## The records
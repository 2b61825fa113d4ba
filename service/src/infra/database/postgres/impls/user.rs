//! [`User`]-related [`Database`] implementations.

use std::collections::HashMap;

use common::operations::{By, Insert, Lock, Select, Update};
use tracerr::Traced;

use crate::{
    domain::{user, User},
    infra::{
        database::{self, postgres::Connection, Postgres},
        Database,
    },
    read::doctor::directory,
};

impl<C, IDs> Database<Select<By<HashMap<user::Id, User>, IDs>>> for Postgres<C>
where
    C: Connection,
    IDs: AsRef<[user::Id]>,
{
    type Ok = HashMap<user::Id, User>;
    type Err = Traced<database::Error>;

    async fn execute(
        &self,
        Select(by): Select<By<HashMap<user::Id, User>, IDs>>,
    ) -> Result<Self::Ok, Self::Err> {
        let ids = by.into_inner();
        // Avoid subtle change for SQL.
        let ids: &[user::Id] = ids.as_ref();
        if ids.is_empty() {
            return Ok(HashMap::new());
        }
        let limit = i32::try_from(ids.len()).unwrap();

        const SQL: &str = "\
            SELECT id, name, \
                   email, password_hash, \
                   role, age, gender, \
                   image_url, created_at \
            FROM users \
            WHERE id IN (SELECT unnest($1::UUID[]) LIMIT $2::INT4) \
            LIMIT $2::INT4";
        Ok(self
            .query(SQL, &[&ids, &limit])
            .await
            .map_err(tracerr::wrap!())?
            .into_iter()
            .map(|row| {
                let id = row.get("id");
                (
                    id,
                    User {
                        id,
                        name: row.get("name"),
                        email: row.get("email"),
                        password_hash: row.get("password_hash"),
                        role: row.get("role"),
                        age: row.get("age"),
                        gender: row.get("gender"),
                        image_url: row.get("image_url"),
                        created_at: row.get("created_at"),
                    },
                )
            })
            .collect())
    }
}

impl<C> Database<Select<By<Option<User>, user::Id>>> for Postgres<C>
where
    C: Connection,
    Self: Database<
        Select<By<HashMap<user::Id, User>, [user::Id; 1]>>,
        Ok = HashMap<user::Id, User>,
        Err = Traced<database::Error>,
    >,
{
    type Ok = Option<User>;
    type Err = Traced<database::Error>;

    async fn execute(
        &self,
        Select(by): Select<By<Option<User>, user::Id>>,
    ) -> Result<Self::Ok, Self::Err> {
        let id = by.into_inner();
        Ok(self
            .execute(Select(By::new([id])))
            .await
            .map_err(tracerr::wrap!())?
            .remove(&id))
    }
}

impl<C> Database<Insert<User>> for Postgres<C>
where
    C: Connection,
    Self: Database<Update<User>, Ok = (), Err = Traced<database::Error>>,
{
    type Ok = ();
    type Err = Traced<database::Error>;

    async fn execute(
        &self,
        Insert(user): Insert<User>,
    ) -> Result<Self::Ok, Self::Err> {
        self.execute(Update(user)).await.map_err(tracerr::wrap!())
    }
}

impl<C> Database<Update<User>> for Postgres<C>
where
    C: Connection,
{
    type Ok = ();
    type Err = Traced<database::Error>;

    async fn execute(
        &self,
        Update(user): Update<User>,
    ) -> Result<Self::Ok, Self::Err> {
        let User {
            id,
            name,
            email,
            password_hash,
            role,
            age,
            gender,
            image_url,
            created_at,
        } = user;

        const SQL: &str = "\
            INSERT INTO users (\
                id, name, \
                email, password_hash, \
                role, age, gender, \
                image_url, created_at\
            ) \
            VALUES (\
                $1::UUID, \
                $2::VARCHAR, \
                $3::VARCHAR, $4::VARCHAR, \
                $5::INT2, $6::INT2, $7::INT2, \
                $8::VARCHAR, $9::TIMESTAMPTZ\
            ) \
            ON CONFLICT (id) DO UPDATE \
            SET name = EXCLUDED.name, \
                email = EXCLUDED.email, \
                password_hash = EXCLUDED.password_hash, \
                role = EXCLUDED.role, \
                age = EXCLUDED.age, \
                gender = EXCLUDED.gender, \
                image_url = EXCLUDED.image_url, \
                created_at = EXCLUDED.created_at";
        self.exec(
            SQL,
            &[
                &id,
                &name,
                &email,
                &password_hash,
                &role,
                &age,
                &gender,
                &image_url,
                &created_at,
            ],
        )
        .await
        .map_err(tracerr::wrap!())
        .map(drop)
    }
}

impl<C> Database<Lock<By<User, user::Id>>> for Postgres<C>
where
    C: Connection,
{
    type Ok = ();
    type Err = Traced<database::Error>;

    async fn execute(
        &self,
        Lock(by): Lock<By<User, user::Id>>,
    ) -> Result<Self::Ok, Self::Err> {
        // Avoid subtle change for SQL.
        let id: user::Id = by.into_inner();

        const SQL: &str = "\
            INSERT INTO users_lock \
            VALUES ($1::UUID) \
            ON CONFLICT (id) DO NOTHING";
        self.query(SQL, &[&id])
            .await
            .map_err(tracerr::wrap!())
            .map(drop)
    }
}

impl<'e, C> Database<Select<By<Option<User>, &'e user::Email>>> for Postgres<C>
where
    C: Connection,
    Self: Database<
        Select<By<Option<User>, user::Id>>,
        Ok = Option<User>,
        Err = Traced<database::Error>,
    >,
{
    type Ok = Option<User>;
    type Err = Traced<database::Error>;

    async fn execute(
        &self,
        Select(by): Select<By<Option<User>, &'e user::Email>>,
    ) -> Result<Self::Ok, Self::Err> {
        let email = by.into_inner();

        const SQL: &str = "\
            SELECT id \
            FROM users \
            WHERE email = $1::VARCHAR \
            LIMIT 1";
        let Some(row) = self
            .query_opt(SQL, &[&email])
            .await
            .map_err(tracerr::wrap!())?
        else {
            return Ok(None);
        };

        let user_id = row.get("id");
        self.execute(Select(By::new(user_id)))
            .await
            .map_err(tracerr::wrap!())
    }
}

impl<C> Database<Select<By<Vec<directory::ProfileImage>, directory::All>>>
    for Postgres<C>
where
    C: Connection,
{
    type Ok = Vec<directory::ProfileImage>;
    type Err = Traced<database::Error>;

    async fn execute(
        &self,
        Select(_): Select<By<Vec<directory::ProfileImage>, directory::All>>,
    ) -> Result<Self::Ok, Self::Err> {
        const SQL: &str = "\
            SELECT id, image_url \
            FROM users \
            WHERE image_url IS NOT NULL \
            ORDER BY created_at, id";
        Ok(self
            .query(SQL, &[])
            .await
            .map_err(tracerr::wrap!())?
            .into_iter()
            .map(|row| directory::ProfileImage {
                user_id: row.get("id"),
                image_url: row.get("image_url"),
            })
            .collect())
    }
}
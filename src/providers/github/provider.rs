use futures::{stream, StreamExt, TryStreamExt};
use log::{debug, info};

use super::client::{GitHubClient, WorkflowRunDto};
use crate::auth::Token;
use crate::error::Result;
use crate::models::{Conclusion, Run};
use crate::providers::RunSource;

const CONCURRENCY: usize = 10;
const RUNS_PER_PAGE: u32 = 100;

pub struct GitHubProvider {
    client: GitHubClient,
    owner: String,
    repo: String,
    limit: usize,
    branch: Option<String>,
}

impl GitHubProvider {
    pub fn new(base_url: &str, owner: String, repo: String, token: Option<Token>) -> Result<Self> {
        let client = GitHubClient::new(base_url, token)?;

        Ok(Self {
            client,
            owner,
            repo,
            limit: 50,
            branch: None,
        })
    }

    #[must_use]
    pub fn with_limit(mut self, limit: usize) -> Self {
        self.limit = limit;
        self
    }

    #[must_use]
    pub fn with_branch(mut self, branch: Option<String>) -> Self {
        self.branch = branch;
        self
    }

    async fn fetch_workflow_runs(&self) -> Result<Vec<Run>> {
        let mut all_runs = Vec::with_capacity(self.limit);
        let mut page = 1;
        let per_page = u32::try_from(self.limit)
            .unwrap_or(RUNS_PER_PAGE)
            .clamp(1, RUNS_PER_PAGE);

        info!("Fetching up to {} workflow runs...", self.limit);

        while all_runs.len() < self.limit {
            let listed = self
                .client
                .fetch_workflow_runs_page(
                    &self.owner,
                    &self.repo,
                    page,
                    per_page,
                    self.branch.as_deref(),
                )
                .await?;

            if listed.is_empty() {
                info!("No more workflow runs returned by API, stopping");
                break;
            }

            let last_page = listed.len() < per_page as usize;
            let remaining = self.limit - all_runs.len();

            // Jobs are fetched concurrently but collected in listing order
            let runs: Vec<Run> = stream::iter(listed.into_iter().take(remaining))
                .map(|run| self.with_steps(run))
                .buffered(CONCURRENCY)
                .try_collect()
                .await?;

            let fetched_count = runs.len();
            all_runs.extend(runs);

            info!(
                "Page {page}: fetched {fetched_count} workflow runs (total: {})",
                all_runs.len()
            );

            if last_page {
                break;
            }

            page += 1;
        }

        Ok(all_runs)
    }

    /// Attach the steps of every job in the run, in job order.
    async fn with_steps(&self, run: WorkflowRunDto) -> Result<Run> {
        let jobs = self
            .client
            .fetch_run_jobs(&self.owner, &self.repo, run.id)
            .await?;

        debug!(
            "Run {}: jobs [{}]",
            run.id,
            jobs.iter()
                .map(|job| job.name.as_str())
                .collect::<Vec<_>>()
                .join(", ")
        );

        Ok(Run {
            id: Some(run.id),
            started_at: run.run_started_at,
            created_at: run.created_at,
            conclusion: Conclusion::from(run.conclusion),
            steps: jobs.into_iter().flat_map(|job| job.steps).collect(),
        })
    }
}

impl RunSource for GitHubProvider {
    fn provider_name(&self) -> &'static str {
        "GitHub"
    }

    fn repository(&self) -> String {
        format!("{}/{}", self.owner, self.repo)
    }

    async fn fetch_runs(&self) -> Result<Vec<Run>> {
        self.fetch_workflow_runs().await
    }
}
use chrono::{DateTime, FixedOffset, Local, TimeZone};
use indexmap::IndexMap;
use log::debug;

use super::duration::{average, elapsed_seconds};
use super::month::{month_key, new_bucket, MonthBucket};
use crate::insights::{AggregationWarning, WarningKind};
use crate::models::{parse_timestamp, Run};

#[derive(Debug, Clone, PartialEq)]
pub struct LifetimeStats {
    pub all_durations: Vec<f64>,
    pub lifetime_average: f64,
}

impl LifetimeStats {
    fn from_durations(all_durations: Vec<f64>) -> Self {
        let lifetime_average = average(&all_durations);
        Self {
            all_durations,
            lifetime_average,
        }
    }
}

/// Duration of one run, kept in processing order for the per-run series.
#[derive(Debug, Clone, PartialEq)]
pub struct RunDuration {
    /// First step's start, in the calendar timezone.
    pub started_at: DateTime<FixedOffset>,
    pub seconds: f64,
}

#[derive(Debug, Clone, PartialEq)]
pub struct RunAggregate {
    /// Buckets in first-seen order.
    pub buckets: Vec<MonthBucket>,
    pub lifetime: LifetimeStats,
    pub run_durations: Vec<RunDuration>,
    pub warnings: Vec<AggregationWarning>,
}

/// Groups runs into month buckets of the host's local calendar.
pub fn aggregate_runs(runs: &[Run]) -> RunAggregate {
    aggregate_runs_in(runs, &Local)
}

/// Groups runs into month buckets and accumulates lifetime durations.
/// Month keys and run labels use the calendar of `tz`.
///
/// Buckets are emitted in the order their month is first seen, so callers
/// wanting calendar order must sort `runs` by creation time beforehand.
///
/// A run whose own `started_at` is missing or unparseable has no month, so
/// it is left out of every counter here. A run without steps is still
/// counted; it only lacks a duration.
pub fn aggregate_runs_in<Tz: TimeZone>(runs: &[Run], tz: &Tz) -> RunAggregate {
    let mut buckets: IndexMap<String, MonthBucket> = IndexMap::new();
    let mut all_durations = Vec::with_capacity(runs.len());
    let mut run_durations = Vec::with_capacity(runs.len());
    let mut warnings = Vec::new();

    for (run_index, run) in runs.iter().enumerate() {
        let warning_for = |kind| AggregationWarning {
            run_index,
            run_id: run.id,
            kind,
        };

        let Some(started_at) = run.started_at().map(|ts| in_calendar(&ts, tz)) else {
            warnings.push(warning_for(WarningKind::InvalidTimestamp {
                field: "started_at".to_string(),
                value: run.started_at.clone(),
            }));
            continue;
        };

        let bucket = buckets
            .entry(month_key(&started_at))
            .or_insert_with(|| new_bucket(&started_at));

        if !bucket.record_outcome(&run.conclusion) {
            warnings.push(warning_for(WarningKind::UnrecognizedConclusion {
                value: run.conclusion.as_str().map(str::to_string),
            }));
        }

        match run_elapsed_seconds(run) {
            Ok((first_step_start, seconds)) => {
                if seconds < 0.0 {
                    debug!(
                        "Run {run_index} in {} finished before it started ({seconds}s)",
                        bucket.key
                    );
                }
                bucket.record_duration(seconds);
                all_durations.push(seconds);
                run_durations.push(RunDuration {
                    started_at: in_calendar(&first_step_start, tz),
                    seconds,
                });
            }
            Err(kind) => warnings.push(warning_for(kind)),
        }
    }

    RunAggregate {
        buckets: buckets.into_values().collect(),
        lifetime: LifetimeStats::from_durations(all_durations),
        run_durations,
        warnings,
    }
}

fn in_calendar<Tz: TimeZone>(
    timestamp: &DateTime<FixedOffset>,
    tz: &Tz,
) -> DateTime<FixedOffset> {
    timestamp.with_timezone(tz).fixed_offset()
}

/// The first step's start and the wall-clock seconds from it to the last
/// step's completion. Intermediate steps are not consulted.
fn run_elapsed_seconds(
    run: &Run,
) -> Result<(DateTime<FixedOffset>, f64), WarningKind> {
    let (Some(first), Some(last)) = (run.steps.first(), run.steps.last()) else {
        return Err(WarningKind::MissingSteps);
    };

    let start = parse_timestamp(first.started_at.as_deref()).ok_or_else(|| {
        WarningKind::InvalidTimestamp {
            field: "steps[0].started_at".to_string(),
            value: first.started_at.clone(),
        }
    })?;

    let end = parse_timestamp(last.completed_at.as_deref()).ok_or_else(|| {
        WarningKind::InvalidTimestamp {
            field: format!("steps[{}].completed_at", run.steps.len() - 1),
            value: last.completed_at.clone(),
        }
    })?;

    let seconds = elapsed_seconds(&start, &end);
    Ok((start, seconds))
}
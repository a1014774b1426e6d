use std::path::PathBuf;

use log::info;
use serde::Deserialize;

use super::RunSource;
use crate::error::{Result, RunLensError};
use crate::models::Run;

/// Runs read from a JSON document on disk.
pub struct FileSource {
    path: PathBuf,
    repository: Option<String>,
}

/// Accepted document shapes: the backend envelope `[{"runs": [...]}]` or a
/// plain array of runs.
#[derive(Deserialize)]
#[serde(untagged)]
enum RunDocument {
    Envelopes(Vec<RunEnvelope>),
    Runs(Vec<Run>),
}

#[derive(Deserialize)]
struct RunEnvelope {
    runs: Vec<Run>,
}

impl FileSource {
    pub fn new(path: PathBuf, repository: Option<String>) -> Self {
        Self { path, repository }
    }
}

impl RunSource for FileSource {
    fn provider_name(&self) -> &'static str {
        "File"
    }

    fn repository(&self) -> String {
        self.repository
            .clone()
            .unwrap_or_else(|| self.path.display().to_string())
    }

    async fn fetch_runs(&self) -> Result<Vec<Run>> {
        info!("Reading workflow runs from: {}", self.path.display());

        let contents = tokio::fs::read_to_string(&self.path).await?;
        let runs = parse_run_document(&contents)?;

        info!("Loaded {} workflow runs", runs.len());
        Ok(runs)
    }
}

pub fn parse_run_document(contents: &str) -> Result<Vec<Run>> {
    let value: serde_json::Value = serde_json::from_str(contents)?;

    let document = serde_json::from_value::<RunDocument>(value).map_err(|_| {
        RunLensError::InvalidInput(
            "expected an array of runs or an array of {\"runs\": [...]} objects".to_string(),
        )
    })?;

    Ok(match document {
        RunDocument::Envelopes(envelopes) => {
            envelopes.into_iter().flat_map(|e| e.runs).collect()
        }
        RunDocument::Runs(runs) => runs,
    })
}
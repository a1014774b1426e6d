use thiserror::Error;

#[derive(Error, Debug)]
pub enum RunLensError {
    #[error("API request failed: {0}")]
    Api(String),

    #[error("Invalid configuration: {0}")]
    Config(String),

    #[error("Invalid run data: {0}")]
    InvalidInput(String),

    #[error("Network error: {0}")]
    Network(#[from] reqwest::Error),

    #[error("JSON serialization error: {0}")]
    Json(#[from] serde_json::Error),

    #[error("IO error: {0}")]
    Io(#[from] std::io::Error),
}

pub type Result<T> = std::result::Result<T, RunLensError>;
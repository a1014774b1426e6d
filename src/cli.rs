use anyhow::Result;
use clap::{Parser, Subcommand};
use log::info;
use std::path::PathBuf;

use crate::auth::Token;
use crate::insights::RunInsights;
use crate::providers::file::FileSource;
use crate::providers::github::GitHubProvider;
use crate::providers::collect_insights;

#[derive(Parser)]
#[command(name = "runlens")]
#[command(author, version, about = "CI workflow run statistics", long_about = None)]
pub struct Cli {
    #[command(subcommand)]
    command: Commands,

    /// Output file path (defaults to stdout)
    #[arg(short, long, global = true)]
    output: Option<PathBuf>,

    /// Pretty print JSON output
    #[arg(short, long, global = true, default_value_t = false)]
    pretty: bool,
}

#[derive(Subcommand)]
enum Commands {
    /// Aggregate workflow runs from the GitHub Actions API
    Github {
        /// GitHub API token (optional, required for private repositories)
        #[arg(short, long, env = "GITHUB_TOKEN", hide_env_values = true)]
        token: Option<String>,

        /// GitHub API base URL
        #[arg(short, long, default_value = "https://api.github.com")]
        url: String,

        /// Repository owner (user or organization)
        #[arg(short = 'O', long)]
        owner: String,

        /// Repository name
        #[arg(short, long)]
        repo: String,

        /// Number of completed workflow runs to analyze
        #[arg(short, long, default_value_t = 50)]
        limit: usize,

        /// Branch name to filter workflow runs (optional)
        #[arg(short, long)]
        branch: Option<String>,
    },

    /// Aggregate workflow runs from a local JSON document
    File {
        /// Path to a JSON array of runs, or of {"runs": [...]} objects
        #[arg(short, long)]
        input: PathBuf,

        /// Repository name to report (defaults to the input path)
        #[arg(short, long)]
        repository: Option<String>,
    },
}

impl Cli {
    pub async fn execute(&self) -> Result<()> {
        let insights = match &self.command {
            Commands::Github {
                token,
                url,
                owner,
                repo,
                limit,
                branch,
            } => {
                info!("Collecting GitHub insights for repository: {owner}/{repo}");

                let provider = GitHubProvider::new(
                    url,
                    owner.clone(),
                    repo.clone(),
                    Token::from_optional(token.as_deref()),
                )?
                .with_limit(*limit)
                .with_branch(branch.clone());

                collect_insights(&provider).await?
            }
            Commands::File { input, repository } => {
                let source = FileSource::new(input.clone(), repository.clone());
                collect_insights(&source).await?
            }
        };

        self.write_output(&insights)
    }

    fn write_output(&self, insights: &RunInsights) -> Result<()> {
        let json_output = if self.pretty {
            serde_json::to_string_pretty(insights)?
        } else {
            serde_json::to_string(insights)?
        };

        if let Some(output_path) = &self.output {
            std::fs::write(output_path, json_output)?;
            info!("Insights written to: {}", output_path.display());
        } else {
            println!("{json_output}");
        }

        Ok(())
    }
}
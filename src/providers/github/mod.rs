mod client;
mod provider;

pub use provider::GitHubProvider;
use chrono::{DateTime, Datelike, FixedOffset, Timelike};
use indexmap::IndexMap;

use super::run_aggregator::RunAggregate;
use super::step_aggregator::StepStats;
use crate::insights::{ChartSeries, MonthlySeries, RunSeries, StepSeries};

/// Flattens aggregator output into parallel series. Inputs are only read.
pub fn project(runs: &RunAggregate, steps: &IndexMap<String, StepStats>) -> ChartSeries {
    ChartSeries {
        monthly: project_monthly(runs),
        lifetime_totals: lifetime_totals(runs),
        runs: project_runs(runs),
        steps: project_steps(steps),
    }
}

fn project_monthly(runs: &RunAggregate) -> MonthlySeries {
    let lifetime_average = runs.lifetime.lifetime_average;

    runs.buckets
        .iter()
        .fold(MonthlySeries::default(), |mut series, bucket| {
            series.labels.push(bucket.label.clone());
            series.success.push(bucket.success_count);
            series.failure.push(bucket.failure_count);
            series.average_duration.push(bucket.average_duration);
            series
                .deviation_from_lifetime
                .push(bucket.average_duration - lifetime_average);
            series.lifetime_average.push(lifetime_average);
            series
        })
}

fn lifetime_totals(runs: &RunAggregate) -> [usize; 2] {
    runs.buckets.iter().fold([0, 0], |[failures, successes], bucket| {
        [
            failures + bucket.failure_count,
            successes + bucket.success_count,
        ]
    })
}

fn project_runs(runs: &RunAggregate) -> RunSeries {
    RunSeries {
        labels: runs
            .run_durations
            .iter()
            .map(|run| run_label(&run.started_at))
            .collect(),
        durations: runs.run_durations.iter().map(|run| run.seconds).collect(),
    }
}

fn project_steps(steps: &IndexMap<String, StepStats>) -> StepSeries {
    steps
        .values()
        .fold(StepSeries::default(), |mut series, stats| {
            series.labels.push(stats.name.clone());
            series.failure_ratio.push(stats.failure_ratio());
            series.success_ratio.push(stats.success_ratio());
            series
        })
}

/// `M/D HH:MM` of the run's first step start, e.g. `4/18 19:23`.
fn run_label(timestamp: &DateTime<FixedOffset>) -> String {
    format!(
        "{}/{} {:02}:{:02}",
        timestamp.month(),
        timestamp.day(),
        timestamp.hour(),
        timestamp.minute()
    )
}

## Problem description
Copy the lines that hold the word "Network". Take them from the records above.

## Answer space
    #[error("Network error: {0}")]
    Network(#[from] reqwest::Error),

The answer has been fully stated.